How Economic Policies Affect Political Regimes? Comparing the 2020s to the 1980s in the Middle East and North Africa

10/2021
Episode_Before_an_Arab Town_Paul_Klee_PublicDOmain

In the past decade, economic performance has been low in most countries of the Middle East and North Africa (MENA), as they were hit first by the chaos that followed the uprisings of 2011, then by the subsequent fall in international oil prices in 2015, and more recently, by the Covid-19 crisis since 2020. To appease the concerns of restless citizens, fiscal and external deficits have been allowed to rise. This unsustainable and fragile situation today resembles that which came out of the 1980s: on average, growth was close to zero for the region during the 1980s, and it was not much larger in the decade of the 2010s (see Table 1). Similar to the debt crisis that forced a number of reforms at the end of the 1980s, fiscal space has disappeared as fast as public debt has ballooned. At the same time, poverty and unemployment have been on the rise in many countries.

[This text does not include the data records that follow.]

//! A line-based terminal chat client.
//!
//! ```text
//! cargo run -p terminal-chat -- --endpoint ws://localhost:9090/chat --user alice
//! ```
//!
//! Type a line to post it. Commands: `/user NAME`, `/join`, `/quit`.

use chatsync::prelude::*;
use chatsync::DEFAULT_ENDPOINT;
use clap::Parser;
use tokio::io::{AsyncBufReadExt, BufReader};
use tracing_subscriber::EnvFilter;

#[derive(Parser)]
#[command(name = "terminal-chat", version, about = "Chat from the terminal")]
struct Cli {
    /// Chat server WebSocket URL.
    #[arg(long, default_value = DEFAULT_ENDPOINT, value_name = "URL")]
    endpoint: String,
    /// Name to post under. Can be changed later with `/user`.
    #[arg(long)]
    user: Option<String>,
}

// ---------------------------------------------------------------------------
// Input
// ---------------------------------------------------------------------------

enum Input<'a> {
    User(&'a str),
    Join,
    Quit,
    Say(&'a str),
}

fn parse_line(line: &str) -> Input<'_> {
    match line.trim_end() {
        "/quit" => Input::Quit,
        "/join" => Input::Join,
        other => match other.strip_prefix("/user ") {
            Some(name) => Input::User(name),
            None => Input::Say(other),
        },
    }
}

// ---------------------------------------------------------------------------
// Output
// ---------------------------------------------------------------------------

/// Prints every message that arrives after `printed` until the client goes away.
async fn print_messages(mut sub: StoreSubscription) {
    let mut printed = 0;
    loop {
        let state = sub.snapshot();
        for msg in state.messages.iter().skip(printed) {
            println!(
                "[{} {}] {}: {}",
                state.channel_name,
                msg.created_at.format("%H:%M:%S"),
                msg.sender,
                msg.content
            );
        }
        printed = state.messages.len();

        if !sub.changed().await {
            return;
        }
    }
}

#[tokio::main]
async fn main() -> Result<(), Box<dyn std::error::Error>> {
    tracing_subscriber::fmt()
        .with_env_filter(
            EnvFilter::try_from_default_env().unwrap_or_else(|_| EnvFilter::new("chatsync=info")),
        )
        .with_writer(std::io::stderr)
        .init();

    let cli = Cli::parse();
    let client = ChatClient::builder().endpoint(&cli.endpoint).connect().await?;
    tracing::info!(endpoint = %cli.endpoint, "connected");

    let session = client.session();
    if let Some(user) = &cli.user {
        session.set_local_user(user);
        session.join();
    }

    let printer = tokio::spawn(print_messages(client.subscribe()));
    let mut connection = client.watch_connection();
    let mut lines = BufReader::new(tokio::io::stdin()).lines();

    loop {
        tokio::select! {
            line = lines.next_line() => {
                let Some(line) = line? else { break };
                match parse_line(&line) {
                    Input::Quit => break,
                    Input::Join => session.join(),
                    Input::User(name) => session.set_local_user(name),
                    Input::Say(text) => session.submit_message(text),
                }
            }
            changed = connection.wait_for(|s| *s == ConnectionState::Closed) => {
                if changed.is_ok() {
                    eprintln!("server closed the connection");
                }
                break;
            }
        }
    }

    client.shutdown().await;
    printer.abort();
    Ok(())
}

#[cfg(test)]
mod tests {
    use super::*;

    #[test]
    fn test_parse_line_commands() {
        assert!(matches!(parse_line("/quit"), Input::Quit));
        assert!(matches!(parse_line("/join\n"), Input::Join));
        assert!(matches!(parse_line("/user bob"), Input::User("bob")));
    }

    #[test]
    fn test_parse_line_plain_text_is_message() {
        assert!(matches!(parse_line("hello there"), Input::Say("hello there")));
        assert!(matches!(parse_line("/users"), Input::Say("/users")));
    }
}
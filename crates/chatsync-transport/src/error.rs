/// Errors that can occur in the transport layer.
#[derive(Debug, thiserror::Error)]
pub enum TransportError {
    /// Establishing the connection failed (bad URL, refused, handshake).
    #[error("connect to {endpoint} failed: {source}")]
    ConnectFailed {
        endpoint: String,
        #[source]
        source: std::io::Error,
    },

    /// The connection was already closed when we tried to use it.
    #[error("connection closed: {0}")]
    ConnectionClosed(String),

    /// Sending data failed.
    #[error("send failed: {0}")]
    SendFailed(#[source] std::io::Error),

    /// Receiving data failed.
    #[error("receive failed: {0}")]
    ReceiveFailed(#[source] std::io::Error),
}
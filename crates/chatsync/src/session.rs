//! The session façade: the only API the presentation layer calls.
//!
//! A [`ChatSession`] is handed its two collaborators at construction: an
//! [`IntentSink`] to talk to the server and a [`ChannelStore`] to read and
//! update local state. It never looks either of them up on its own.
//!
//! Blank input (an empty message, a whitespace-only user id) is a normal
//! thing for a UI to produce, so it is ignored silently rather than
//! reported as an error.

use chatsync_protocol::{ClientIntent, UserId};
use chatsync_store::{Action, ChannelState, ChannelStore, StoreSubscription};

use crate::IntentSink;

/// User-facing operations on the chat channel.
pub struct ChatSession<S: IntentSink> {
    sink: S,
    store: ChannelStore,
}

impl<S: IntentSink> ChatSession<S> {
    /// Creates a session that sends through `sink` and reads/writes `store`.
    pub fn new(sink: S, store: ChannelStore) -> Self {
        Self { sink, store }
    }

    /// Posts a message to the channel as the current local user.
    ///
    /// Does nothing if `content` is blank. Otherwise `content` is sent as
    /// typed, under the empty user if none has been set yet. The message is
    /// *not* added to the store here: it shows up once the server echoes it
    /// back.
    pub fn submit_message(&self, content: &str) {
        if content.trim().is_empty() {
            return;
        }
        let user = self.local_user().unwrap_or_default();

        self.store
            .dispatch(Action::SendMessageRequested(user.clone(), content.to_owned()));
        self.sink.send(ClientIntent::SendMessage {
            user,
            content: content.to_owned(),
        });
    }

    /// Sets the label this client posts under.
    ///
    /// Surrounding whitespace is trimmed; blank input is ignored.
    pub fn set_local_user(&self, id: &str) {
        if let Some(user) = UserId::parse(id) {
            tracing::debug!(%user, "local user changed");
            self.store.dispatch(Action::ChangeUser(user));
        }
    }

    /// Announces the current local user to the server.
    ///
    /// Does nothing if no local user has been set.
    pub fn join(&self) {
        if let Some(user) = self.local_user() {
            self.sink.send(ClientIntent::Join { user });
        }
    }

    /// A copy of the current channel state.
    pub fn state(&self) -> ChannelState {
        self.store.snapshot()
    }

    /// A read-only subscription to channel state changes.
    pub fn subscribe(&self) -> StoreSubscription {
        self.store.subscribe()
    }

    fn local_user(&self) -> Option<UserId> {
        self.store.read(|state| state.local_user.clone())
    }
}

#[cfg(test)]
mod tests {
    //! Façade tests use a recording sink, so every intent the session
    //! tries to send can be inspected.

    use std::sync::{Arc, Mutex};

    use super::*;

    #[derive(Clone, Default)]
    struct RecordingSink {
        sent: Arc<Mutex<Vec<ClientIntent>>>,
    }

    impl RecordingSink {
        fn sent(&self) -> Vec<ClientIntent> {
            self.sent.lock().unwrap().clone()
        }
    }

    impl IntentSink for RecordingSink {
        fn send(&self, intent: ClientIntent) {
            self.sent.lock().unwrap().push(intent);
        }
    }

    fn session() -> (ChatSession<RecordingSink>, RecordingSink, ChannelStore) {
        let sink = RecordingSink::default();
        let store = ChannelStore::default();
        (ChatSession::new(sink.clone(), store.clone()), sink, store)
    }

    // =====================================================================
    // Blank input
    // =====================================================================

    #[test]
    fn test_blank_input_dispatches_and_sends_nothing() {
        let (session, sink, store) = session();
        session.set_local_user("alice");
        let sub = store.subscribe();

        session.submit_message("");
        session.submit_message("   ");
        session.set_local_user("");
        session.set_local_user(" \t ");

        assert!(!sub.has_changed(), "no action should be dispatched");
        assert!(sink.sent().is_empty(), "nothing should be sent");
    }

    // =====================================================================
    // set_local_user()
    // =====================================================================

    #[test]
    fn test_set_local_user_updates_store() {
        let (session, sink, _store) = session();
        session.set_local_user("alice");
        assert_eq!(session.state().local_user, Some(UserId::new("alice")));
        assert!(sink.sent().is_empty(), "changing user is local only");
    }

    #[test]
    fn test_set_local_user_trims_whitespace() {
        let (session, _sink, _store) = session();
        session.set_local_user("  alice  ");
        assert_eq!(session.state().local_user, Some(UserId::new("alice")));
    }

    // =====================================================================
    // submit_message()
    // =====================================================================

    #[test]
    fn test_submit_sends_once_without_local_echo() {
        let (session, sink, _store) = session();
        session.set_local_user("alice");

        session.submit_message("hi");

        assert_eq!(
            sink.sent(),
            vec![ClientIntent::SendMessage {
                user: UserId::new("alice"),
                content: "hi".into(),
            }]
        );
        assert!(session.state().messages.is_empty(), "no optimistic echo");
    }

    #[test]
    fn test_submit_sends_content_as_typed() {
        let (session, sink, _store) = session();
        session.set_local_user("alice");

        session.submit_message("  hi  ");

        assert_eq!(
            sink.sent(),
            vec![ClientIntent::SendMessage {
                user: UserId::new("alice"),
                content: "  hi  ".into(),
            }]
        );
    }

    #[test]
    fn test_submit_without_local_user_sends_with_empty_user() {
        let (session, sink, store) = session();
        let sub = store.subscribe();

        session.submit_message("hi");

        assert_eq!(
            sink.sent(),
            vec![ClientIntent::SendMessage {
                user: UserId::default(),
                content: "hi".into(),
            }]
        );
        assert!(sub.has_changed(), "the request is still dispatched");
        assert_eq!(store.snapshot().local_user, None);
        assert!(store.snapshot().messages.is_empty());
    }

    #[test]
    fn test_submit_uses_latest_local_user() {
        let (session, sink, _store) = session();
        session.set_local_user("alice");
        session.set_local_user("bob");

        session.submit_message("hey");

        assert_eq!(sink.sent()[0].user(), &UserId::new("bob"));
    }

    // =====================================================================
    // join()
    // =====================================================================

    #[test]
    fn test_join_sends_join_for_local_user() {
        let (session, sink, _store) = session();
        session.set_local_user("alice");
        session.join();
        assert_eq!(
            sink.sent(),
            vec![ClientIntent::Join {
                user: UserId::new("alice")
            }]
        );
    }

    #[test]
    fn test_join_without_local_user_is_noop() {
        let (session, sink, _store) = session();
        session.join();
        assert!(sink.sent().is_empty());
    }
}
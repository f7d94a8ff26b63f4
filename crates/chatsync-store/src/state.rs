//! State and action types: what the store holds and what can change it.

use chatsync_protocol::{ChannelId, ChatMessage, UserId};

/// Channel name shown before the server tells us anything better.
pub const DEFAULT_CHANNEL_NAME: &str = "#Channel 1";

// ---------------------------------------------------------------------------
// ChannelState
// ---------------------------------------------------------------------------

/// Everything the client knows about its channel.
///
/// Only the [`ChannelStore`](crate::ChannelStore) mutates this, and only
/// through [`reduce`](crate::reduce). Everyone else sees clones or a
/// borrowed snapshot from a watch receiver.
#[derive(Debug, Clone, PartialEq, Eq)]
pub struct ChannelState {
    /// The label this client posts under. `None` until the user picks one.
    pub local_user: Option<UserId>,

    /// The channel the log belongs to. `None` until the first message
    /// arrives, after which it never changes.
    pub channel_id: Option<ChannelId>,

    /// Human-readable channel name.
    pub channel_name: String,

    /// Messages in the order they were received (not sorted by time).
    pub messages: Vec<ChatMessage>,
}

impl ChannelState {
    /// Creates an empty state for a channel with the given display name.
    pub fn with_name(channel_name: impl Into<String>) -> Self {
        Self {
            local_user: None,
            channel_id: None,
            channel_name: channel_name.into(),
            messages: Vec::new(),
        }
    }

    /// Returns `true` if `message` belongs to a different channel than the
    /// one already adopted. Always `false` before adoption.
    pub fn is_foreign(&self, message: &ChatMessage) -> bool {
        self.channel_id
            .as_ref()
            .is_some_and(|adopted| *adopted != message.channel_id)
    }

    /// The message log sorted by `(created_at, id)`.
    ///
    /// The log itself stays in arrival order; this returns a sorted view.
    pub fn chronological(&self) -> Vec<&ChatMessage> {
        let mut sorted: Vec<&ChatMessage> = self.messages.iter().collect();
        sorted.sort_by(|a, b| a.cmp_chronological(b));
        sorted
    }
}

impl Default for ChannelState {
    fn default() -> Self {
        Self::with_name(DEFAULT_CHANNEL_NAME)
    }
}

// ---------------------------------------------------------------------------
// Action
// ---------------------------------------------------------------------------

/// A typed event the reducer knows how to apply.
///
/// Actions come from two places: the session façade (user intent) and the
/// connection manager (server events).
#[derive(Debug, Clone, PartialEq, Eq)]
#[non_exhaustive]
pub enum Action {
    /// The local user picked a new label.
    ChangeUser(UserId),

    /// The server delivered a message for the channel.
    AppendMessage(ChatMessage),

    /// The local user asked to send a message.
    ///
    /// Reserved for optimistic local echo; it currently changes nothing,
    /// because messages only show up once the server echoes them back.
    SendMessageRequested(UserId, String),
}
//! Wire protocol for chatsync.
//!
//! This crate defines the "language" that the chat client and the chat
//! server speak:
//!
//! - **Types** ([`ClientIntent`], [`ServerEvent`], [`ChatMessage`], the
//!   identifier newtypes): the shapes that travel on the wire.
//! - **Codec** ([`Codec`] trait, [`JsonCodec`]): how those shapes are
//!   converted to/from bytes, plus the strict frame decoder
//!   ([`decode_event`]).
//! - **Errors** ([`ProtocolError`]): what can go wrong during
//!   encoding/decoding.
//!
//! # Architecture
//!
//! The protocol layer sits between the transport (raw frames) and the
//! store (channel state). It doesn't know about sockets or reducers;
//! it only knows how to serialize and validate messages.
//!
//! ```text
//! Transport (frames) → Protocol (ServerEvent) → Store (ChannelState)
//! ```

// ---------------------------------------------------------------------------
// Module declarations
// ---------------------------------------------------------------------------

mod codec;
mod error;
mod types;

// ---------------------------------------------------------------------------
// Re-exports
// ---------------------------------------------------------------------------

pub use codec::{decode_event, encode_intent, Codec};
#[cfg(feature = "json")]
pub use codec::JsonCodec;
pub use error::ProtocolError;
pub use types::{
    ChannelId, ChatMessage, ClientIntent, ClientMessageKind, MessageId,
    ServerEvent, ServerMessageKind, UnknownKind, UserId,
};
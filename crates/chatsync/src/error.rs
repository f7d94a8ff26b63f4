//! Unified error type for the chatsync client.

use chatsync_protocol::ProtocolError;
use chatsync_transport::TransportError;

use crate::ConnectionState;

/// Top-level error that wraps all crate-specific errors.
///
/// When using the `chatsync` crate you deal with this single error type
/// instead of importing errors from each sub-crate. The `#[from]`
/// attributes let `?` convert sub-crate errors automatically.
///
/// None of these are fatal: the worst outcome of any of them is "message
/// not sent" or "frame ignored".
#[derive(Debug, thiserror::Error)]
pub enum ClientError {
    /// A transport-level error (connect, send, recv).
    #[error(transparent)]
    Transport(#[from] TransportError),

    /// A protocol-level error (encode, decode, invalid message).
    #[error(transparent)]
    Protocol(#[from] ProtocolError),

    /// `open` was called on a manager that already made its one attempt.
    #[error("connection manager already started")]
    AlreadyStarted,

    /// The connection isn't open, so nothing can be sent.
    #[error("connection is not open (state: {0:?})")]
    NotOpen(ConnectionState),

    /// The manager has been disposed.
    #[error("connection manager disposed")]
    Disposed,
}
//! The connection manager: one server connection, from dial to teardown.
//!
//! The manager hides the transport behind a single capability,
//! [`IntentSink::send`]. Everything else about the socket (connecting,
//! reading frames, logging failures, closing) happens here and nowhere
//! else.
//!
//! ## Lifecycle
//!
//! ```text
//!  Idle ──open()──→ Connecting ──ok──→ Open ──server close / recv error──→ Closed
//!                        │                 │
//!                        └──connect err────┴──────────dispose()────────────→ Closed
//! ```
//!
//! Transport errors are not a state of their own: they are logged, and the
//! connection either stays `Open` (a failed send) or moves to `Closed` (a
//! failed receive), following what the socket reports. There is exactly one
//! connection attempt per manager and no reconnect.
//!
//! ## Event loop
//!
//! Once open, a spawned task owns the connection and `select!`s between
//! two sources:
//!
//! - the outbound command queue (`send` pushes encoded frames onto it)
//! - the next inbound frame, which goes through the [`FrameRouter`]
//!
//! Inbound frames are routed one at a time in delivery order, so each frame
//! causes at most one store reduction before the next one is looked at.

use std::sync::atomic::{AtomicBool, Ordering};
use std::sync::{Arc, Mutex, OnceLock, PoisonError};

use chatsync_protocol::{encode_intent, ClientIntent, JsonCodec};
use chatsync_transport::ConnectionId;
use chatsync_transport::{Connection, Connector};
use tokio::sync::{mpsc, watch};

use crate::router::{EventConsumer, FrameRouter};
use crate::ClientError;

/// The one thing the session façade may do with a connection: hand it an
/// intent to deliver.
///
/// Delivery is best-effort. Implementations drop intents they can't send
/// right now instead of queueing them for later.
pub trait IntentSink: Send + Sync {
    /// Sends `intent` to the server, or drops it.
    fn send(&self, intent: ClientIntent);
}

impl<T: IntentSink + ?Sized> IntentSink for Arc<T> {
    fn send(&self, intent: ClientIntent) {
        (**self).send(intent)
    }
}

/// Externally observable connection state.
#[derive(Debug, Clone, Copy, PartialEq, Eq)]
pub enum ConnectionState {
    /// Created, `open` not called yet.
    Idle,
    /// The one connection attempt is in flight.
    Connecting,
    /// Connected; intents are delivered.
    Open,
    /// Finished, for whatever reason. Terminal.
    Closed,
}

/// Instructions for the event loop.
enum Command {
    /// Write one encoded frame.
    Send(Vec<u8>),
    /// Close the connection and stop.
    Close,
}

/// State shared between the manager and its event-loop task.
struct Shared {
    state: watch::Sender<ConnectionState>,
    disposed: AtomicBool,
    /// Held while a frame is routed. `dispose` takes it once, so no frame
    /// is still being routed after `dispose` returns.
    route_gate: Mutex<()>,
    router: FrameRouter,
}

impl Shared {
    fn route_unless_disposed(&self, conn_id: ConnectionId, data: &[u8]) {
        let _gate = self.route_gate.lock().unwrap_or_else(PoisonError::into_inner);
        if self.disposed.load(Ordering::SeqCst) {
            tracing::debug!(%conn_id, "dropping frame received after disposal");
            return;
        }
        self.router.route(data);
    }
}

/// Moves the state from `Connecting` to `Closed` if the connection attempt
/// is abandoned before it settles.
struct ConnectAttempt<'a> {
    state: &'a watch::Sender<ConnectionState>,
    settled: bool,
}

impl Drop for ConnectAttempt<'_> {
    fn drop(&mut self) {
        if self.settled {
            return;
        }
        self.state.send_if_modified(|state| {
            if *state == ConnectionState::Connecting {
                *state = ConnectionState::Closed;
                true
            } else {
                false
            }
        });
    }
}

/// Owns the client's single connection to the chat server.
pub struct ConnectionManager {
    endpoint: String,
    codec: JsonCodec,
    shared: Arc<Shared>,
    /// Set once, when the connection opens.
    commands: OnceLock<mpsc::UnboundedSender<Command>>,
}

impl ConnectionManager {
    /// Creates an idle manager for `endpoint`. Valid chat messages received
    /// later are forwarded to `consumer`.
    pub fn new(endpoint: impl Into<String>, consumer: Arc<dyn EventConsumer>) -> Self {
        let (state, _rx) = watch::channel(ConnectionState::Idle);
        Self {
            endpoint: endpoint.into(),
            codec: JsonCodec,
            shared: Arc::new(Shared {
                state,
                disposed: AtomicBool::new(false),
                route_gate: Mutex::new(()),
                router: FrameRouter::new(consumer),
            }),
            commands: OnceLock::new(),
        }
    }

    /// The endpoint this manager connects to.
    pub fn endpoint(&self) -> &str {
        &self.endpoint
    }

    /// The current connection state.
    pub fn state(&self) -> ConnectionState {
        *self.shared.state.borrow()
    }

    /// Returns a receiver that is notified on every state transition.
    pub fn watch_state(&self) -> watch::Receiver<ConnectionState> {
        self.shared.state.subscribe()
    }

    /// Returns `true` once [`dispose`](Self::dispose) has been called.
    pub fn is_disposed(&self) -> bool {
        self.shared.disposed.load(Ordering::SeqCst)
    }

    /// Makes the manager's one connection attempt.
    ///
    /// On success the event loop is running and the state is `Open`.
    ///
    /// # Errors
    /// - [`ClientError::AlreadyStarted`] if `open` was called before
    /// - [`ClientError::Disposed`] if the manager was disposed first
    /// - the connector's error (converted) if the attempt failed; the
    ///   state is then `Closed`
    ///
    /// Dropping the returned future mid-dial also leaves the state `Closed`.
    pub async fn open<K>(&self, connector: &K) -> Result<(), ClientError>
    where
        K: Connector,
        ClientError: From<K::Error>,
    {
        if self.is_disposed() {
            return Err(ClientError::Disposed);
        }

        // Claim the Idle → Connecting transition atomically, so two
        // concurrent `open` calls can't both dial.
        let claimed = self.shared.state.send_if_modified(|state| {
            if *state == ConnectionState::Idle {
                *state = ConnectionState::Connecting;
                true
            } else {
                false
            }
        });
        if !claimed {
            return Err(ClientError::AlreadyStarted);
        }

        tracing::info!(endpoint = %self.endpoint, "connecting");
        let mut attempt = ConnectAttempt {
            state: &self.shared.state,
            settled: false,
        };

        let conn = match connector.connect(&self.endpoint).await {
            Ok(conn) => conn,
            Err(e) => {
                // `attempt` moves the state to Closed on the way out.
                tracing::warn!(endpoint = %self.endpoint, error = %e, "connect failed");
                return Err(e.into());
            }
        };
        let conn_id = conn.id();

        let (tx, rx) = mpsc::unbounded_channel();
        let _ = self.commands.set(tx.clone());

        if self.is_disposed() {
            // Disposed while we were dialing: the loop closes the socket
            // straight away.
            let _ = tx.send(Command::Close);
        } else {
            self.shared.state.send_replace(ConnectionState::Open);
            tracing::info!(%conn_id, endpoint = %self.endpoint, "connection open");
        }
        attempt.settled = true;

        tokio::spawn(run_event_loop(conn, rx, Arc::clone(&self.shared)));
        Ok(())
    }

    /// Encodes and queues `intent`, reporting why it couldn't be.
    ///
    /// [`IntentSink::send`] is the fire-and-forget version of this.
    ///
    /// # Errors
    /// - [`ClientError::Disposed`] after disposal
    /// - [`ClientError::NotOpen`] unless the connection is `Open`
    /// - [`ClientError::Protocol`] if the intent can't be encoded
    pub fn try_send(&self, intent: &ClientIntent) -> Result<(), ClientError> {
        if self.is_disposed() {
            return Err(ClientError::Disposed);
        }
        let state = self.state();
        if state != ConnectionState::Open {
            return Err(ClientError::NotOpen(state));
        }
        let frame = encode_intent(&self.codec, intent)?;
        let commands = self.commands.get().ok_or(ClientError::NotOpen(state))?;
        commands
            .send(Command::Send(frame))
            .map_err(|_| ClientError::NotOpen(ConnectionState::Closed))
    }

    /// Tears the connection down.
    ///
    /// Idempotent: the socket is closed exactly once no matter how often
    /// this is called. Afterwards sends are dropped and inbound frames are
    /// no longer routed, even ones already in flight. If a frame is being
    /// routed right now, this waits for it to finish, so an
    /// [`EventConsumer`] must not call `dispose` itself.
    pub fn dispose(&self) {
        if self.shared.disposed.swap(true, Ordering::SeqCst) {
            return;
        }
        drop(
            self.shared
                .route_gate
                .lock()
                .unwrap_or_else(PoisonError::into_inner),
        );
        match self.commands.get() {
            Some(commands) => {
                // The loop may already be gone (server closed first).
                let _ = commands.send(Command::Close);
            }
            None => {
                self.shared.state.send_replace(ConnectionState::Closed);
            }
        }
        tracing::info!(endpoint = %self.endpoint, "connection manager disposed");
    }

    /// Waits until the state is `Closed`.
    pub async fn closed(&self) {
        let mut rx = self.shared.state.subscribe();
        // The sender lives in `self.shared`, so this can't see a dropped
        // channel while `self` is borrowed.
        let _ = rx.wait_for(|state| *state == ConnectionState::Closed).await;
    }
}

impl IntentSink for ConnectionManager {
    fn send(&self, intent: ClientIntent) {
        let kind = intent.kind();
        match self.try_send(&intent) {
            Ok(()) => tracing::debug!(%kind, "intent queued"),
            Err(ClientError::Protocol(e)) => {
                tracing::warn!(%kind, error = %e, "intent could not be encoded");
            }
            Err(e) => tracing::debug!(%kind, error = %e, "intent dropped"),
        }
    }
}

impl Drop for ConnectionManager {
    fn drop(&mut self) {
        self.dispose();
    }
}

/// Drives one open connection until it closes.
async fn run_event_loop<T: Connection>(
    conn: T,
    mut commands: mpsc::UnboundedReceiver<Command>,
    shared: Arc<Shared>,
) {
    let conn_id = conn.id();

    loop {
        tokio::select! {
            command = commands.recv() => match command {
                Some(Command::Send(frame)) => {
                    // A failed write doesn't end the connection; a broken
                    // socket shows up on the receive side.
                    if let Err(e) = conn.send(&frame).await {
                        tracing::warn!(%conn_id, error = %e, "send failed");
                    }
                }
                Some(Command::Close) | None => {
                    if let Err(e) = conn.close().await {
                        tracing::warn!(%conn_id, error = %e, "close failed");
                    }
                    tracing::info!(%conn_id, "connection closed by client");
                    break;
                }
            },
            frame = conn.recv() => match frame {
                Ok(Some(data)) => shared.route_unless_disposed(conn_id, &data),
                Ok(None) => {
                    tracing::info!(%conn_id, "connection closed by server");
                    break;
                }
                Err(e) => {
                    tracing::warn!(%conn_id, error = %e, "transport error, closing");
                    break;
                }
            },
        }
    }

    shared.state.send_replace(ConnectionState::Closed);
}

// =========================================================================
// Tests
// =========================================================================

In the 1980s, the economic policies that ended up being implemented kept autocrats in power even as they rearranged political settlements away from their popular base, and towards economic elites, such as owners of capital, and politically connected entrepreneurs (Heydemann 2004). The countries that made such reforms got generous external support that was not conditional on political opening (Schlumberger 2007). They stabilised their economies gradually, and ended up with lower state expenditures—this is exemplified by Egypt, where public expenditures fell from around 60% to 30% GDP between 1980 and 2010 (Cammett et al 2013). In parallel, however, the rise of markets was carefully controlled, leading to an inefficient form of crony capitalism, which did not create the types of jobs to which increasingly educated youth aspired (Diwan, Malik, and Atiyas 2019). This inheritance looms large: on average, only about 12% of workers are in relatively good formal private sector jobs, in a sea of informal, unprotected, and low productivity/low pay jobs, and with a shrinking pool of public sector jobs (see Table). Regimes had to increasingly rely on state repression to stay in power (Hinnebusch 2006). The combination of lower social mobility, non-inclusive growth, and rising repression ultimately led to the social explosion of the Arab Spring in 2011 (Kienle and Sika 2015).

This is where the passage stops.